Le point commun : des tensions, frustrations et conflits avec Erdogan. Le mouvement va aujourd’hui bien plus loin que le refus de voir l’espace public détruit au profit des riches touristes des pays arabes.
Des tentes de radios libres, de télévisions alternatives et de journaux imprimés chaque jour par eux-mêmes, montrent que c’est la liberté de penser que ces manifestants veulent aussi conquérir. Bibliothèques et cinémas sont à disposition sous d’autres tentes.
Cette place, qui est traditionnellement celle des syndicats pour le 1e mai, leur a été interdite cette année, alors que les conditions de travail et le pouvoir d’achat se détériorent.
Les effusions de joie des supporters du club de foot d’Istanbul ont été stoppées violemment par la police.
Les jeunes refusent les transformations imposées les unes après les autres qui indiquent une pression croissante de l’islamisme (interdiction d’alcool, remise en cause de la contraception, difficulté à trouver du travail pour une femme si elle n’a pas les cheveux couverts).

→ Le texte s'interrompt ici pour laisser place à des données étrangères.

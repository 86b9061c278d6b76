use std::collections::{BTreeSet, HashMap};
use std::sync::Arc;

use anyhow::Result;
use async_trait::async_trait;
use parking_lot::RwLock;
use serde_json::Value;

use crate::modules::ModuleId;
use crate::store::TenantStore;
use crate::tenant::{Registration, RegistrationApplication, RegistrationState, TenantId};

#[derive(Debug, Clone, Default)]
struct TenantRecord {
    registration: Registration,
    modules: BTreeSet<String>,
    settings: HashMap<ModuleId, Value>,
}

/// In-memory store for tests and for running without a database.
#[derive(Clone, Default)]
pub struct MemoryTenantStore {
    tenants: Arc<RwLock<HashMap<TenantId, TenantRecord>>>,
}

impl MemoryTenantStore {
    pub fn new() -> Self {
        Self::default()
    }

    /// Seed a tenant with raw module keys. Unknown keys are kept as-is,
    /// which is how legacy rows look to the resolver.
    pub fn insert_raw<I, S>(&self, tenant: TenantId, state: RegistrationState, modules: I)
    where
        I: IntoIterator<Item = S>,
        S: Into<String>,
    {
        let mut tenants = self.tenants.write();
        let record = tenants.entry(tenant).or_default();
        record.registration.state = state;
        record.modules = modules.into_iter().map(Into::into).collect();
    }
}

#[async_trait]
impl TenantStore for MemoryTenantStore {
    async fn get_registration_state(&self, tenant: TenantId) -> Result<Option<RegistrationState>> {
        Ok(self.tenants.read().get(&tenant).map(|r| r.registration.state))
    }

    async fn set_registration_state(
        &self,
        tenant: TenantId,
        state: RegistrationState,
        reason: Option<String>,
    ) -> Result<()> {
        let mut tenants = self.tenants.write();
        let record = tenants.entry(tenant).or_default();
        record.registration.state = state;
        record.registration.reason = reason;
        Ok(())
    }

    async fn get_enabled_modules(&self, tenant: TenantId) -> Result<BTreeSet<String>> {
        Ok(self
            .tenants
            .read()
            .get(&tenant)
            .map(|r| r.modules.clone())
            .unwrap_or_default())
    }

    async fn set_module_enabled(&self, tenant: TenantId, module: ModuleId, enabled: bool) -> Result<()> {
        let mut tenants = self.tenants.write();
        let record = tenants.entry(tenant).or_default();
        if enabled {
            record.modules.insert(module.as_str().to_string());
        } else {
            record.modules.remove(module.as_str());
        }
        Ok(())
    }

    async fn ensure_tenant(&self, tenant: TenantId) -> Result<bool> {
        let mut tenants = self.tenants.write();
        if tenants.contains_key(&tenant) {
            return Ok(false);
        }
        tenants.insert(tenant, TenantRecord::default());
        Ok(true)
    }

    async fn get_registration(&self, tenant: TenantId) -> Result<Option<Registration>> {
        Ok(self.tenants.read().get(&tenant).map(|r| r.registration.clone()))
    }

    async fn save_application(&self, tenant: TenantId, application: RegistrationApplication) -> Result<()> {
        let mut tenants = self.tenants.write();
        tenants.entry(tenant).or_default().registration.application = Some(application);
        Ok(())
    }

    async fn list_tenants(&self) -> Result<Vec<TenantId>> {
        let mut ids: Vec<_> = self.tenants.read().keys().copied().collect();
        ids.sort();
        Ok(ids)
    }

    async fn get_module_settings(&self, tenant: TenantId, module: ModuleId) -> Result<Option<Value>> {
        Ok(self
            .tenants
            .read()
            .get(&tenant)
            .and_then(|r| r.settings.get(&module).cloned()))
    }

    async fn set_module_settings(&self, tenant: TenantId, module: ModuleId, settings: Value) -> Result<()> {
        let mut tenants = self.tenants.write();
        tenants.entry(tenant).or_default().settings.insert(module, settings);
        Ok(())
    }
}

Cela fait écho à la politique étrangère d’Erdogan, fortement critiquée : il arme les djihadistes syriens à la frontière et, dans le même temps, se présente devant la communauté internationale comme président d’une république laïque.
La situation est difficile à analyser car il n’y a pas de plateforme commune.
Des militants d’ODP estiment qu’il s’agit pour l’instant plus de revendications culturelles que sociales, de type kémaliste, autour des droits et libertés, donc assez différentes des remises en cause du néolibéralisme dans les autres révoltes qui ont eu lieu en 2011 dans le monde. D’autres militants de ce parti analysent les dénonciations de l’autoritarisme d’Erdogan comme étant aussi une remise en cause de choix économiques au bénéfice des privilégiés et donc assez proches des autres soulèvements.
Nous comprenons qu’au-delà de ces revendications multiples, il y a plusieurs coordinations de l’espace qui cohabitent difficilement, chacune en autogestion : ceux de la place Taksim, ceux du parc Gezi et ceux des barricades qui sont censés protéger les occupants de cet espace de revendication. Des militants d’ODP ont leur place dans une coordination des 80 organisations de gauche et nous conduisent à une de leurs réunions dans le local syndical des ingénieurs et architectes, proche de la place Taksim. « C’est une opportunité pour la gauche, mais nous n’étions pas préparés et nous ne sommes pas unifiés. »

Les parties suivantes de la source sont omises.